One of Mulvaney-Stanak’s main solutions for the open drug use in Burlington, is the creation of an Overdose Prevention Center (OPC).
“[OPCs are] a new tool that I want to make sure is available not only in Vermont, but that we have one of those pilot centers here in Burlington,” she said. “[OPCs have] been studied for the last year or so. There’s a dramatic decrease in the number of people openly using drugs out on the streets, because they have somewhere safe to go.”
Mulvaney-Stanak also noted the evidence showing not only the decrease in overdoses, but the decrease in low level crime, too.

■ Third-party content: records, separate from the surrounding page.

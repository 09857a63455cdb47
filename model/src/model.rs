//! The model registry and its two-pass construction.
//!
//! [`OmeModel::process`] walks the schema tree depth-first, promoting
//! qualifying elements to [`ModelObject`]s, then runs a reference
//! post-processing pass that synthesizes settings references and injects
//! back references so relationships can be navigated in both directions.

use std::collections::{HashMap, HashSet};

use tracing::{debug, error, info, warn};

use crate::config::GenerationSession;
use crate::error::ModelProcessingError;
use crate::naming;
use crate::object::ModelObject;
use crate::property::{ModelProperty, ReferenceDelegate};
use crate::schema::{ElementId, SchemaTree, SimpleType, UNBOUNDED};

/// A node in the inheritance report produced by [`OmeModel::resolve_parents`].
#[derive(Clone, Debug, PartialEq, Eq)]
pub struct ParentNode {
    pub name: String,
    pub parents: Vec<ParentNode>,
}

/// The registry of model objects built from one schema tree.
pub struct OmeModel {
    tree: SchemaTree,
    session: GenerationSession,
    objects: Vec<ModelObject>,
    element_index: HashMap<ElementId, usize>,
    name_index: HashMap<String, usize>,
    /// Element name to the names of every element it appears under.
    parents: HashMap<String, Vec<String>>,
}

impl OmeModel {
    /// Builds the complete model from a schema tree.
    pub fn process(
        tree: SchemaTree,
        session: GenerationSession,
    ) -> Result<Self, ModelProcessingError> {
        let root = tree.root().ok_or(ModelProcessingError::MissingRoot)?;
        let elements = tree.element(root).children.clone();
        let mut model = Self {
            tree,
            session,
            objects: Vec::new(),
            element_index: HashMap::new(),
            name_index: HashMap::new(),
            parents: HashMap::new(),
        };
        model.process_tree(&elements, None)?;
        model.post_process_references();
        Ok(model)
    }

    pub fn tree(&self) -> &SchemaTree {
        &self.tree
    }

    pub fn session(&self) -> &GenerationSession {
        &self.session
    }

    /// Objects in registration order.
    pub fn objects(&self) -> impl Iterator<Item = &ModelObject> {
        self.objects.iter()
    }

    pub fn get_object(&self, element: ElementId) -> Option<&ModelObject> {
        self.element_index.get(&element).map(|&i| &self.objects[i])
    }

    pub fn get_object_by_name(&self, name: &str) -> Option<&ModelObject> {
        self.name_index.get(name).map(|&i| &self.objects[i])
    }

    pub fn get_top_level_simple_type(&self, name: &str) -> Option<&SimpleType> {
        // Linear scan; the schema declares a few dozen at most.
        self.tree.simple_types().iter().find(|st| st.name == name)
    }

    /// Names of the elements `name` appears under.
    pub fn parents_of(&self, name: &str) -> Option<&[String]> {
        self.parents.get(name).map(Vec::as_slice)
    }

    /// Registers an object. A second registration for the same element is
    /// fatal; a second object with an already-used name is dropped and the
    /// first kept.
    fn add_object(
        &mut self,
        element: ElementId,
        object: ModelObject,
    ) -> Result<Option<usize>, ModelProcessingError> {
        if self.element_index.contains_key(&element) {
            return Err(ModelProcessingError::DuplicateElement(object.name));
        }
        if self.name_index.contains_key(&object.name) {
            if self.session.overrides.explicit_define.contains(&object.name) {
                // Expected: these are declared under more than one parent.
                debug!(
                    "element {} redefined under a second parent, keeping the first",
                    object.name
                );
            } else {
                warn!(
                    "element {} has duplicate object with same name, skipping",
                    object.name
                );
            }
            return Ok(None);
        }
        let index = self.objects.len();
        self.element_index.insert(element, index);
        self.name_index.insert(object.name.clone(), index);
        self.objects.push(object);
        Ok(Some(index))
    }

    fn process_tree(
        &mut self,
        elements: &[ElementId],
        parent: Option<ElementId>,
    ) -> Result<(), ModelProcessingError> {
        for &element in elements {
            self.process_leaf(element, parent)?;
            let children = self.tree.element(element).children.clone();
            if !children.is_empty() {
                self.process_tree(&children, Some(element))?;
            }
        }
        Ok(())
    }

    /// Decides whether one element becomes a model object and attaches its
    /// properties if so. Parent linkage is recorded for every element,
    /// promoted or not.
    fn process_leaf(
        &mut self,
        element: ElementId,
        parent: Option<ElementId>,
    ) -> Result<(), ModelProcessingError> {
        let e = self.tree.element(element);
        let e_name = e.name.clone();
        let e_type = e.xsd_type.clone();
        let top_level = e.top_level;
        let explicit_define = e.explicit_define;
        let mixed_error = e.mixed_extension_error;
        let parent_name = parent.map(|p| self.tree.element(p).name.clone());
        debug!("process leaf {:?} -> {}", parent_name, e_name);

        if let Some(p) = &parent_name {
            self.parents.entry(e_name.clone()).or_default().push(p.clone());
        }

        let overridden = self.session.overrides.explicit_define.contains(&e_name);
        if !explicit_define && !overridden && !top_level {
            info!(
                "element {:?}.{} not an explicit define, skipping",
                parent_name, e_name
            );
            return Ok(());
        }
        if mixed_error {
            error!(
                "element {:?}.{} mixes mixed and element-only content in its extension chain, skipping",
                parent_name, e_name
            );
            return Ok(());
        }
        if e_type != e_name && !overridden {
            info!(
                "element {:?}.{} is not a concrete type ({} != {}), skipping",
                parent_name, e_name, e_type, e_name
            );
            return Ok(());
        }

        let object = ModelObject::from_element(&self.tree, element, parent);
        if let Some(index) = self.add_object(element, object)? {
            self.process_contents(element, index);
        }
        Ok(())
    }

    /// Attaches attribute and child element properties in declaration order;
    /// that order drives emitted constructor signatures.
    fn process_contents(&mut self, element: ElementId, index: usize) {
        let attributes = self.tree.element(element).attributes.clone();
        for attribute in &attributes {
            debug!(
                "adding attribute {} to {}",
                attribute.name, self.objects[index].name
            );
            self.objects[index].add_attribute(attribute);
        }
        let children = self.tree.element(element).children.clone();
        for child in children {
            self.objects[index].add_element(&self.tree, child);
        }
    }

    fn calculate_max_occurs(&self, prop: &ModelProperty) -> u32 {
        if prop.is_reference(self) {
            UNBOUNDED
        } else {
            1
        }
    }

    fn calculate_min_occurs(&self, prop: &ModelProperty) -> u32 {
        if prop.is_reference(self) || prop.is_settings(self) {
            0
        } else {
            1
        }
    }

    /// Second pass: synthesizes the reference properties the schema only
    /// implies by naming convention.
    fn post_process_references(&mut self) {
        // Every concrete settings object references exactly one instance of
        // its corresponding entity.
        for index in 0..self.objects.len() {
            let (name, namespace, skip) = {
                let o = &self.objects[index];
                (
                    o.name.clone(),
                    o.namespace.clone(),
                    !o.is_settings() || o.is_abstract(self),
                )
            };
            if skip {
                continue;
            }
            let ref_type = format!("{}Ref", name.replace("Settings", ""));
            let delegate = ReferenceDelegate::settings_reference(&ref_type, &namespace);
            self.objects[index].add_reference(delegate);
        }

        struct BackReference {
            data_type: String,
            property_name: String,
            plural: Option<String>,
            min_occurs: u32,
            max_occurs: u32,
            is_ordered: bool,
            is_parent_ordered: bool,
            is_child_ordered: bool,
            is_injected: bool,
        }

        // One candidate per qualifying forward property, grouped by the
        // referenced type.
        let mut references: HashMap<String, Vec<BackReference>> = HashMap::new();
        for o in &self.objects {
            for prop in o.properties.values() {
                let qualifies = prop.is_reference(self)
                    || (!prop.is_attribute
                        && (prop.max_occurs(self) > 1
                            || o.name == "OME"
                            || o.is_abstract_proprietary(self)));
                if !qualifies {
                    continue;
                }
                let target = naming::strip_ref_suffix(prop.xsd_type(self)).to_owned();
                let suppressed = self
                    .session
                    .overrides
                    .back_reference
                    .get(&target)
                    .map_or(false, |owners| owners.contains(&o.name));
                if suppressed {
                    continue;
                }
                references.entry(target).or_default().push(BackReference {
                    data_type: o.name.clone(),
                    property_name: prop.method_name(self),
                    plural: prop.appinfo.plural.clone(),
                    min_occurs: self.calculate_min_occurs(prop),
                    max_occurs: self.calculate_max_occurs(prop),
                    is_ordered: prop.appinfo.is_ordered,
                    is_parent_ordered: prop.appinfo.is_parent_ordered,
                    is_child_ordered: prop.appinfo.is_child_ordered,
                    is_injected: prop.appinfo.is_injected,
                });
            }
        }
        debug!("model references: {} targets", references.len());

        // Inject, keyed by owner and property so the name override tables
        // can find each pair.
        for index in 0..self.objects.len() {
            let name = self.objects[index].name.clone();
            let Some(refs) = references.remove(&name) else {
                continue;
            };
            for r in refs {
                let key = format!("{}.{}", r.data_type, r.property_name);
                let mut delegate = ReferenceDelegate::back_reference(&r.data_type, r.plural);
                delegate.min_occurs = r.min_occurs;
                delegate.max_occurs = r.max_occurs;
                let mut prop = ModelProperty::from_reference(delegate, &name);
                prop.key = Some(key.clone());
                prop.appinfo.is_ordered = r.is_ordered;
                prop.appinfo.is_parent_ordered = r.is_parent_ordered;
                prop.appinfo.is_child_ordered = r.is_child_ordered;
                prop.appinfo.is_injected = r.is_injected;
                self.objects[index].properties.insert(key, prop);
            }
        }
    }

    /// Resolves the inheritance parents of an element as a nested tree for
    /// reporting.
    pub fn resolve_parents(&self, element_name: &str) -> Vec<ParentNode> {
        let mut visited = HashSet::new();
        visited.insert(element_name.to_owned());
        self.resolve_parents_inner(element_name, &mut visited)
    }

    fn resolve_parents_inner(
        &self,
        name: &str,
        visited: &mut HashSet<String>,
    ) -> Vec<ParentNode> {
        let Some(parents) = self.parents.get(name) else {
            return Vec::new();
        };
        let mut nodes = Vec::new();
        for parent in parents {
            if !visited.insert(parent.clone()) {
                continue;
            }
            nodes.push(ParentNode {
                name: parent.clone(),
                parents: self.resolve_parents_inner(parent, visited),
            });
        }
        nodes
    }
}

“There’s a reduction in needles in and around the community, there’s even a reduction in the amount of low level crime,” she said. “Because folks are having this more dignified way of accessing support, instead of that desperation of using out on the streets.”
Now that Mulvaney-Stanak has won the election, students are hopeful that she will address their concerns, but still a little apprehensive about local politics.
“I don’t really know much about [Mulvaney-Stanak]. And I feel bad that I don’t know, but it’s literally just because nobody talks about it.” Vu said, in a post-election interview. “It’s hard to find unbiased [information] about the candidates, and of course I can’t just trust what they say about themselves.”
In this later interview, Vu also revealed her uncertainty about registering to vote.
“Yes, I would [vote in the next election] if I could figure out how.” Vu said. “I know Burlington is nervous about a lot of things right now like housing, and the police, and I hope [Mulvaney-Stanak] can do something about them.”